─── TASK INPUTS

//! Closed-form geometry shared by the controller, hit-testing and rendering.
//!
//! Rectangles rotate about their top-left corner, clockwise-positive in screen
//! space. Everything here works in image-pixel coordinates.

#[cfg(test)]
#[path = "geometry_test.rs"]
mod geometry_test;

use crate::camera::Point;
use crate::consts::{LABEL_OFFSET_Y, MIN_RECT_SIZE};

/// Bound `value` to `[min, max]`.
#[must_use]
pub fn clamp(value: f64, min: f64, max: f64) -> f64 {
    value.max(min).min(max)
}

/// Rotate `(px, py)` about `(cx, cy)` by `angle_deg`, clockwise in screen space.
#[must_use]
pub fn rotate_point(px: f64, py: f64, cx: f64, cy: f64, angle_deg: f64) -> Point {
    let (sin, cos) = angle_deg.to_radians().sin_cos();
    let dx = px - cx;
    let dy = py - cy;
    Point { x: cx + dx * cos - dy * sin, y: cy + dx * sin + dy * cos }
}

/// Position and size of a rectangle, independent of its identity.
#[derive(Debug, Clone, Copy, PartialEq)]
pub struct Bounds {
    pub x: f64,
    pub y: f64,
    pub width: f64,
    pub height: f64,
    /// Degrees about the top-left corner.
    pub rotation: f64,
}

impl Bounds {
    /// Map a point in the rectangle's local (unrotated, origin at top-left)
    /// frame into image space.
    #[must_use]
    pub fn local_to_world(&self, local: Point) -> Point {
        rotate_point(self.x + local.x, self.y + local.y, self.x, self.y, self.rotation)
    }

    /// Inverse of [`Bounds::local_to_world`].
    #[must_use]
    pub fn world_to_local(&self, world: Point) -> Point {
        let p = rotate_point(world.x, world.y, self.x, self.y, -self.rotation);
        Point { x: p.x - self.x, y: p.y - self.y }
    }

    /// Image-space center of the rectangle.
    #[must_use]
    pub fn center(&self) -> Point {
        self.local_to_world(Point::new(self.width / 2.0, self.height / 2.0))
    }

    /// Whether `world` lies inside the (rotated) rectangle, edges included.
    #[must_use]
    pub fn contains(&self, world: Point) -> bool {
        let local = self.world_to_local(world);
        (0.0..=self.width).contains(&local.x) && (0.0..=self.height).contains(&local.y)
    }

    /// Re-express the rectangle with a new rotation about its center,
    /// moving the top-left corner so the center stays fixed.
    #[must_use]
    pub fn rotated_about_center(&self, rotation: f64) -> Self {
        let center = self.center();
        let corner = rotate_point(
            center.x - self.width / 2.0,
            center.y - self.height / 2.0,
            center.x,
            center.y,
            rotation,
        );
        Self { x: corner.x, y: corner.y, rotation, ..*self }
    }

    /// The same box shifted by an image-space offset.
    #[must_use]
    pub fn translated(&self, dx: f64, dy: f64) -> Self {
        Self { x: self.x + dx, y: self.y + dy, ..*self }
    }

    /// Whether every field is a finite number.
    #[must_use]
    pub fn is_finite(&self) -> bool {
        [self.x, self.y, self.width, self.height, self.rotation].iter().all(|v| v.is_finite())
    }
}

/// Reject a proposed box that would fall below the minimum size.
///
/// Returns `old` unchanged when either dimension of `new` is under
/// [`MIN_RECT_SIZE`], so a dragged resize handle sticks at the floor.
#[must_use]
pub fn constrain_box(old: Bounds, new: Bounds) -> Bounds {
    if new.width < MIN_RECT_SIZE || new.height < MIN_RECT_SIZE {
        return old;
    }
    new
}

/// Where a rectangle's label text is anchored: [`LABEL_OFFSET_Y`] above the
/// unrotated top-left corner, then rotated with the rectangle.
#[must_use]
pub fn label_anchor(bounds: &Bounds) -> Point {
    rotate_point(bounds.x, bounds.y - LABEL_OFFSET_Y, bounds.x, bounds.y, bounds.rotation)
}
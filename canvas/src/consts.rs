//! Shared numeric constants for the canvas crate.

// ── Geometry ────────────────────────────────────────────────────

/// Smallest width or height a rectangle annotation may have, in image pixels.
pub const MIN_RECT_SIZE: f64 = 5.0;

// ── Camera ──────────────────────────────────────────────────────

/// Lower zoom bound.
pub const MIN_ZOOM: f64 = 0.1;

/// Upper zoom bound.
pub const MAX_ZOOM: f64 = 5.0;

/// Multiplicative zoom step per wheel tick.
pub const ZOOM_STEP: f64 = 1.1;

// ── New annotations ─────────────────────────────────────────────

/// Fraction of the image width/height used for a freshly added rectangle.
pub const NEW_RECT_FRACTION: f64 = 0.2;

/// Stroke width as a fraction of the image's shorter side.
pub const STROKE_WIDTH_FRACTION: f64 = 0.002;

/// Stroke color for new rectangles.
pub const DEFAULT_STROKE: &str = "black";

/// Image size assumed until the real image has finished loading.
pub const PLACEHOLDER_IMAGE_SIZE: f64 = 100.0;

// ── Labels ──────────────────────────────────────────────────────

/// Label font size in image pixels.
pub const LABEL_FONT_SIZE: f64 = 80.0;

/// Distance above the rectangle's top edge where the label is anchored.
pub const LABEL_OFFSET_Y: f64 = 100.0;

// ── Hit-testing ─────────────────────────────────────────────────

/// Screen-space hit slop in pixels for handles.
pub const HANDLE_RADIUS_PX: f64 = 8.0;

/// Distance from the top edge to the rotate handle, in screen pixels.
pub const ROTATE_HANDLE_OFFSET_PX: f64 = 24.0;
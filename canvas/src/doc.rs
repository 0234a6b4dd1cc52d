//! Document model: rectangle annotations, the label vocabulary, and the store.
//!
//! `Rectangle` is the unit of ground-truth data. `RectanglePatch` is a sparse
//! update used by gesture commits and by numeric field edits in the editor
//! panel. `AnnotationStore` owns both the rectangle list and the attribute
//! vocabulary; every mutation goes through its operations so the size floor
//! and the no-duplicate rule always hold.
//!
//! List order is z-order: later rectangles are drawn on top and win hit tests.

#[cfg(test)]
#[path = "doc_test.rs"]
mod doc_test;

use serde::{Deserialize, Serialize};
use uuid::Uuid;

use crate::consts::MIN_RECT_SIZE;
use crate::geometry::Bounds;

/// Unique identifier for a rectangle annotation.
pub type RectId = Uuid;

/// A labeled, rotatable box over the image.
#[derive(Debug, Clone, PartialEq, Serialize, Deserialize)]
#[serde(rename_all = "camelCase")]
pub struct Rectangle {
    /// Assigned at creation; never changes.
    pub id: RectId,
    /// Left edge of the unrotated box, in image pixels.
    pub x: f64,
    /// Top edge of the unrotated box, in image pixels.
    pub y: f64,
    pub width: f64,
    pub height: f64,
    /// Clockwise rotation in degrees about the top-left corner.
    pub rotation: f64,
    /// Attribute name this box is tagged with.
    pub label: String,
    /// Secondary tag that tells repeated labels apart.
    #[serde(default)]
    pub name: String,
    pub stroke: String,
    pub stroke_width: f64,
}

impl Rectangle {
    /// Geometry of this rectangle without its identity or styling.
    #[must_use]
    pub fn bounds(&self) -> Bounds {
        Bounds { x: self.x, y: self.y, width: self.width, height: self.height, rotation: self.rotation }
    }
}

/// Sparse update for a rectangle. Only present fields are applied.
#[derive(Debug, Clone, Default, PartialEq, Serialize, Deserialize)]
#[serde(rename_all = "camelCase")]
pub struct RectanglePatch {
    #[serde(skip_serializing_if = "Option::is_none")]
    pub x: Option<f64>,
    #[serde(skip_serializing_if = "Option::is_none")]
    pub y: Option<f64>,
    #[serde(skip_serializing_if = "Option::is_none")]
    pub width: Option<f64>,
    #[serde(skip_serializing_if = "Option::is_none")]
    pub height: Option<f64>,
    #[serde(skip_serializing_if = "Option::is_none")]
    pub rotation: Option<f64>,
    #[serde(skip_serializing_if = "Option::is_none")]
    pub label: Option<String>,
    #[serde(skip_serializing_if = "Option::is_none")]
    pub name: Option<String>,
    #[serde(skip_serializing_if = "Option::is_none")]
    pub stroke: Option<String>,
    #[serde(skip_serializing_if = "Option::is_none")]
    pub stroke_width: Option<f64>,
}

impl RectanglePatch {
    /// A patch that replaces all geometry fields.
    #[must_use]
    pub fn from_bounds(bounds: Bounds) -> Self {
        Self {
            x: Some(bounds.x),
            y: Some(bounds.y),
            width: Some(bounds.width),
            height: Some(bounds.height),
            rotation: Some(bounds.rotation),
            ..Self::default()
        }
    }

    /// Whether the patch carries no fields at all.
    #[must_use]
    pub fn is_empty(&self) -> bool {
        *self == Self::default()
    }

    /// Whether every numeric field present is a finite number.
    #[must_use]
    pub fn is_finite(&self) -> bool {
        [self.x, self.y, self.width, self.height, self.rotation, self.stroke_width]
            .into_iter()
            .flatten()
            .all(f64::is_finite)
    }
}

/// Raise a dimension to the size floor.
fn floor_size(value: f64) -> f64 {
    value.max(MIN_RECT_SIZE)
}

/// The shared annotation state: rectangles plus the attribute vocabulary.
///
/// Deserializing goes through [`AnnotationStore::load`], so a hand-edited
/// session file cannot smuggle in undersized boxes or duplicate labels.
#[derive(Debug, Clone, Default, Serialize, Deserialize)]
#[serde(from = "StoreSnapshot")]
pub struct AnnotationStore {
    rectangles: Vec<Rectangle>,
    attributes: Vec<String>,
}

impl AnnotationStore {
    /// Create an empty store.
    #[must_use]
    pub fn new() -> Self {
        Self::default()
    }

    // --- Rectangles ---

    /// Append a rectangle.
    ///
    /// Rejected (returns `false`) when the id is nil or already present, when
    /// the label is empty, or when any number is NaN or infinite. Width and
    /// height are raised to the size floor.
    pub fn add_rectangle(&mut self, mut rect: Rectangle) -> bool {
        if rect.id.is_nil() || rect.label.is_empty() {
            log::debug!("rejecting rectangle {} with missing id or label", rect.id);
            return false;
        }
        if !rect.bounds().is_finite() || !rect.stroke_width.is_finite() {
            log::debug!("rejecting rectangle {} with non-finite geometry", rect.id);
            return false;
        }
        if self.contains(&rect.id) {
            log::debug!("rejecting duplicate rectangle {}", rect.id);
            return false;
        }
        rect.width = floor_size(rect.width);
        rect.height = floor_size(rect.height);
        self.rectangles.push(rect);
        true
    }

    /// Remove a rectangle by id, returning it if it was present.
    pub fn remove_rectangle(&mut self, id: &RectId) -> Option<Rectangle> {
        let index = self.rectangles.iter().position(|r| r.id == *id)?;
        Some(self.rectangles.remove(index))
    }

    /// Merge `patch` into the rectangle with `id`.
    ///
    /// Returns `false` and changes nothing if the rectangle is absent or the
    /// patch carries a NaN or infinite number.
    pub fn update_rectangle(&mut self, id: &RectId, patch: &RectanglePatch) -> bool {
        if !patch.is_finite() {
            log::debug!("rejecting non-finite patch for rectangle {id}");
            return false;
        }
        let Some(rect) = self.rectangles.iter_mut().find(|r| r.id == *id) else {
            return false;
        };
        if let Some(x) = patch.x {
            rect.x = x;
        }
        if let Some(y) = patch.y {
            rect.y = y;
        }
        if let Some(w) = patch.width {
            rect.width = floor_size(w);
        }
        if let Some(h) = patch.height {
            rect.height = floor_size(h);
        }
        if let Some(r) = patch.rotation {
            rect.rotation = r;
        }
        if let Some(ref label) = patch.label {
            rect.label.clone_from(label);
        }
        if let Some(ref name) = patch.name {
            rect.name.clone_from(name);
        }
        if let Some(ref stroke) = patch.stroke {
            rect.stroke.clone_from(stroke);
        }
        if let Some(sw) = patch.stroke_width {
            rect.stroke_width = sw;
        }
        true
    }

    /// Change only the label of a rectangle.
    pub fn update_label(&mut self, id: &RectId, label: &str) -> bool {
        let patch = RectanglePatch { label: Some(label.to_owned()), ..RectanglePatch::default() };
        self.update_rectangle(id, &patch)
    }

    /// Return a reference to a rectangle by id.
    #[must_use]
    pub fn get(&self, id: &RectId) -> Option<&Rectangle> {
        self.rectangles.iter().find(|r| r.id == *id)
    }

    /// Whether a rectangle with `id` exists.
    #[must_use]
    pub fn contains(&self, id: &RectId) -> bool {
        self.rectangles.iter().any(|r| r.id == *id)
    }

    /// All rectangles in list (draw) order.
    #[must_use]
    pub fn rectangles(&self) -> &[Rectangle] {
        &self.rectangles
    }

    /// How many rectangles currently carry `label`.
    #[must_use]
    pub fn label_count(&self, label: &str) -> usize {
        self.rectangles.iter().filter(|r| r.label == label).count()
    }

    /// Number of rectangles.
    #[must_use]
    pub fn len(&self) -> usize {
        self.rectangles.len()
    }

    /// Returns `true` if there are no rectangles.
    #[must_use]
    pub fn is_empty(&self) -> bool {
        self.rectangles.is_empty()
    }

    // --- Attributes ---

    /// Add a label name to the vocabulary.
    ///
    /// The input is trimmed; empty input and exact duplicates are ignored.
    pub fn add_attribute(&mut self, name: &str) -> bool {
        let name = name.trim();
        if name.is_empty() || self.attributes.iter().any(|a| a == name) {
            return false;
        }
        self.attributes.push(name.to_owned());
        true
    }

    /// Remove a label name (exact match). Rectangles using it are untouched.
    pub fn remove_attribute(&mut self, name: &str) -> bool {
        let before = self.attributes.len();
        self.attributes.retain(|a| a != name);
        self.attributes.len() != before
    }

    /// The vocabulary in insertion order.
    #[must_use]
    pub fn attributes(&self) -> &[String] {
        &self.attributes
    }

    /// Whether `name` is in the vocabulary.
    #[must_use]
    pub fn has_attribute(&self, name: &str) -> bool {
        self.attributes.iter().any(|a| a == name)
    }

    // --- Bulk ---

    /// Replace all contents, routing every entry through the single-item guards.
    pub fn load(&mut self, rectangles: Vec<Rectangle>, attributes: Vec<String>) {
        self.rectangles.clear();
        self.attributes.clear();
        for name in &attributes {
            self.add_attribute(name);
        }
        for rect in rectangles {
            self.add_rectangle(rect);
        }
    }
}

#[derive(Deserialize)]
struct StoreSnapshot {
    #[serde(default)]
    rectangles: Vec<Rectangle>,
    #[serde(default)]
    attributes: Vec<String>,
}

impl From<StoreSnapshot> for AnnotationStore {
    fn from(snapshot: StoreSnapshot) -> Self {
        let mut store = Self::new();
        store.load(snapshot.rectangles, snapshot.attributes);
        store
    }
}
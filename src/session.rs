//! Session file: the image being annotated plus its annotation store.
//!
//! The file is JSON: `{ "image": {filename, width, height}, "attributes": [..],
//! "rectangles": [..] }`. Loading replays every entry through the store's
//! guards, and opening a session rebuilds an [`EngineCore`] with the image
//! already "loaded" so controller operations see the real image size.

#[cfg(test)]
#[path = "session_test.rs"]
mod session_test;

use std::fs;
use std::path::{Path, PathBuf};

use canvas::doc::AnnotationStore;
use canvas::engine::EngineCore;
use canvas::image::ImageError;
use serde::{Deserialize, Serialize};

/// Error returned by session load/save.
#[derive(Debug, thiserror::Error)]
pub enum SessionError {
    #[error("no session at {0}; run `annotate init` first")]
    Missing(PathBuf),
    #[error("session already exists at {0}; pass --force to replace it")]
    Exists(PathBuf),
    #[error("session I/O failed: {0}")]
    Io(#[from] std::io::Error),
    #[error("invalid session JSON: {0}")]
    Json(#[from] serde_json::Error),
    #[error(transparent)]
    Image(#[from] ImageError),
}

/// The image a session annotates.
#[derive(Debug, Clone, PartialEq, Serialize, Deserialize)]
pub struct ImageInfo {
    pub filename: String,
    pub width: f64,
    pub height: f64,
}

#[derive(Debug, Clone, Serialize, Deserialize)]
pub struct Session {
    pub image: ImageInfo,
    #[serde(flatten)]
    pub store: AnnotationStore,
}

impl Session {
    /// A fresh session for `image` with an initial label vocabulary.
    #[must_use]
    pub fn new(image: ImageInfo, attributes: &[String]) -> Self {
        let mut store = AnnotationStore::new();
        for name in attributes {
            store.add_attribute(name);
        }
        Self { image, store }
    }

    /// Read a session file.
    ///
    /// # Errors
    ///
    /// [`SessionError::Missing`] if `path` does not exist, otherwise I/O or JSON errors.
    pub fn load(path: &Path) -> Result<Self, SessionError> {
        if !path.exists() {
            return Err(SessionError::Missing(path.to_path_buf()));
        }
        let raw = fs::read_to_string(path)?;
        let session: Self = serde_json::from_str(&raw)?;
        tracing::debug!(path = %path.display(), rectangles = session.store.len(), "session loaded");
        Ok(session)
    }

    /// Write the session as pretty-printed JSON.
    ///
    /// # Errors
    ///
    /// Returns I/O or JSON errors.
    pub fn save(&self, path: &Path) -> Result<(), SessionError> {
        let rendered = serde_json::to_string_pretty(self)?;
        fs::write(path, rendered)?;
        tracing::debug!(path = %path.display(), rectangles = self.store.len(), "session saved");
        Ok(())
    }

    /// Rebuild an editor around this session.
    ///
    /// # Errors
    ///
    /// [`ImageError`] if the filename is not an image or the size is unusable.
    pub fn open(self) -> Result<EngineCore, SessionError> {
        let mut core = EngineCore::new();
        let ticket = core.begin_image_load(&self.image.filename, mime_for(&self.image.filename), None)?;
        core.finish_image_load(ticket, self.image.width, self.image.height)?;
        core.load_store(self.store);
        Ok(core)
    }

    /// Capture an editor's state for saving.
    #[must_use]
    pub fn from_engine(core: &EngineCore) -> Self {
        let (width, height) = core.image.size();
        Self {
            image: ImageInfo { filename: core.image.filename().to_owned(), width, height },
            store: core.doc.clone(),
        }
    }
}

/// MIME type guessed from the file extension.
#[must_use]
pub fn mime_for(filename: &str) -> &'static str {
    let ext = Path::new(filename)
        .extension()
        .map(|e| e.to_string_lossy().to_ascii_lowercase())
        .unwrap_or_default();
    match ext.as_str() {
        "jpg" | "jpeg" => "image/jpeg",
        "png" => "image/png",
        "gif" => "image/gif",
        "bmp" => "image/bmp",
        "webp" => "image/webp",
        "tif" | "tiff" => "image/tiff",
        "svg" => "image/svg+xml",
        _ => "application/octet-stream",
    }
}
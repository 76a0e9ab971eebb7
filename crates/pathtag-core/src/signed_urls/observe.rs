//! Request side: capture the `uris` list of signed-URL requests.

use serde_json::Value;

use crate::exchange::OutboundRequest;

/// Origin used to resolve origin-relative request targets; only the path is compared.
const RELATIVE_BASE: &str = "http://localhost/";

/// Identifiers captured from one in-flight signed-URL request.
///
/// Owned by that request's call and consumed by its response; never shared.
#[derive(Debug, Clone, PartialEq, Eq)]
pub struct PendingRequest {
    /// Path the request targeted (always the endpoint path).
    pub target_path: String,
    /// `uris` from the request body, in order. Non-string elements keep
    /// their position as `None`.
    pub uris: Vec<Option<String>>,
}

/// Snapshots `request` if it targets `endpoint_path` and carries a `uris` array.
///
/// Every other request, including ones with a missing or malformed body,
/// yields `None`; parse problems are logged and otherwise ignored.
pub fn observe_request(endpoint_path: &str, request: &OutboundRequest) -> Option<PendingRequest> {
    let target_path = request_path(&request.url)?;
    if target_path != endpoint_path {
        return None;
    }

    let body = match request.body.as_deref() {
        Some(b) => b,
        None => {
            tracing::debug!("{} request without body; not annotating", target_path);
            return None;
        }
    };

    let parsed: Value = match serde_json::from_slice(body) {
        Ok(v) => v,
        Err(e) => {
            tracing::warn!(
                "failed to parse JSON body for {}: {} (body: {:?})",
                target_path,
                e,
                String::from_utf8_lossy(body)
            );
            return None;
        }
    };

    let uris = match parsed.get("uris").and_then(Value::as_array) {
        Some(list) => list
            .iter()
            .map(|v| v.as_str().map(str::to_string))
            .collect(),
        None => {
            tracing::debug!("{} request body has no uris array", target_path);
            return None;
        }
    };

    Some(PendingRequest { target_path, uris })
}

/// True if `url` (absolute or origin-relative) targets `endpoint_path`.
pub fn targets_endpoint(endpoint_path: &str, url: &str) -> bool {
    request_path(url).as_deref() == Some(endpoint_path)
}

/// Path component of a request target, resolving origin-relative targets.
fn request_path(target: &str) -> Option<String> {
    let parsed = match url::Url::parse(target) {
        Ok(u) => Ok(u),
        Err(url::ParseError::RelativeUrlWithoutBase) => {
            url::Url::parse(RELATIVE_BASE).and_then(|base| base.join(target))
        }
        Err(e) => Err(e),
    };
    match parsed {
        Ok(u) => Some(u.path().to_string()),
        Err(e) => {
            tracing::warn!("failed to get path from request URL {:?}: {}", target, e);
            None
        }
    }
}

#[cfg(test)]
mod tests {
    use super::*;

    const ENDPOINT: &str = "/api/v4/file/url";

    fn post(url: &str, body: &str) -> OutboundRequest {
        OutboundRequest::post_json(url, body)
    }

    #[test]
    fn captures_uris_in_order() {
        let req = post(
            "https://drive.example/api/v4/file/url",
            r#"{"uris":["cloudreve://my/b.txt","cloudreve://my/a.txt"],"download":true}"#,
        );
        let pending = observe_request(ENDPOINT, &req).unwrap();
        assert_eq!(pending.target_path, ENDPOINT);
        assert_eq!(
            pending.uris,
            vec![
                Some("cloudreve://my/b.txt".to_string()),
                Some("cloudreve://my/a.txt".to_string())
            ]
        );
    }

    #[test]
    fn relative_target_with_query() {
        let req = post(
            "/api/v4/file/url?archive=false",
            r#"{"uris":["cloudreve://my/a"]}"#,
        );
        assert!(observe_request(ENDPOINT, &req).is_some());
    }

    #[test]
    fn other_paths_ignored() {
        let body = r#"{"uris":["cloudreve://my/a"]}"#;
        assert!(observe_request(ENDPOINT, &post("/api/v4/file/urls", body)).is_none());
        assert!(observe_request(ENDPOINT, &post("/api/v4/file", body)).is_none());
        assert!(observe_request(ENDPOINT, &post("https://x.example/", body)).is_none());
    }

    #[test]
    fn missing_or_bad_body_ignored() {
        let mut req = post(ENDPOINT, "");
        req.body = None;
        assert!(observe_request(ENDPOINT, &req).is_none());
        assert!(observe_request(ENDPOINT, &post(ENDPOINT, "{not json")).is_none());
        assert!(observe_request(ENDPOINT, &post(ENDPOINT, r#"{"uri":"x"}"#)).is_none());
        assert!(observe_request(ENDPOINT, &post(ENDPOINT, r#"{"uris":"x"}"#)).is_none());
    }

    #[test]
    fn non_string_uris_keep_position() {
        let req = post(ENDPOINT, r#"{"uris":[42,"cloudreve://my/a",null]}"#);
        let pending = observe_request(ENDPOINT, &req).unwrap();
        assert_eq!(
            pending.uris,
            vec![None, Some("cloudreve://my/a".to_string()), None]
        );
    }

    #[test]
    fn targets_endpoint_compares_path_only() {
        assert!(targets_endpoint(ENDPOINT, "https://drive.example/api/v4/file/url?a=1"));
        assert!(targets_endpoint(ENDPOINT, "/api/v4/file/url"));
        assert!(!targets_endpoint(ENDPOINT, "/api/v4/file/url/"));
        assert!(!targets_endpoint(ENDPOINT, "http://[::1"));
    }

    #[test]
    fn empty_uris_still_recorded() {
        let pending = observe_request(ENDPOINT, &post(ENDPOINT, r#"{"uris":[]}"#)).unwrap();
        assert!(pending.uris.is_empty());
    }
}
//! `pathtag completions <shell>` and `pathtag man`.

use anyhow::Result;
use clap::CommandFactory;
use clap_complete::Shell;
use std::io;

use crate::cli::Cli;

pub fn run_completions(shell: Shell) {
    let mut cmd = Cli::command();
    clap_complete::generate(shell, &mut cmd, "pathtag", &mut io::stdout());
}

pub fn run_man() -> Result<()> {
    clap_mangen::Man::new(Cli::command()).render(&mut io::stdout())?;
    Ok(())
}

──────

EXERCISE DESCRIPTION | In the data above, find the line with "self.rectangles.is_empty()" and the line with "pub fn has_attribute(&self, name: &str)". Retype both, plus every line between them, exactly.

RESULT OF THIS TASK |
        self.rectangles.is_empty()
    }

    // --- Attributes ---

    /// Add a label name to the vocabulary.
    ///
    /// The input is trimmed; empty input and exact duplicates are ignored.
    pub fn add_attribute(&mut self, name: &str) -> bool {
        let name = name.trim();
        if name.is_empty() || self.attributes.iter().any(|a| a == name) {
            return false;
        }
        self.attributes.push(name.to_owned());
        true
    }

    /// Remove a label name (exact match). Rectangles using it are untouched.
    pub fn remove_attribute(&mut self, name: &str) -> bool {
        let before = self.attributes.len();
        self.attributes.retain(|a| a != name);
        self.attributes.len() != before
    }

    /// The vocabulary in insertion order.
    #[must_use]
    pub fn attributes(&self) -> &[String] {
        &self.attributes
    }

    /// Whether `name` is in the vocabulary.
    #[must_use]
    pub fn has_attribute(&self, name: &str) -> bool {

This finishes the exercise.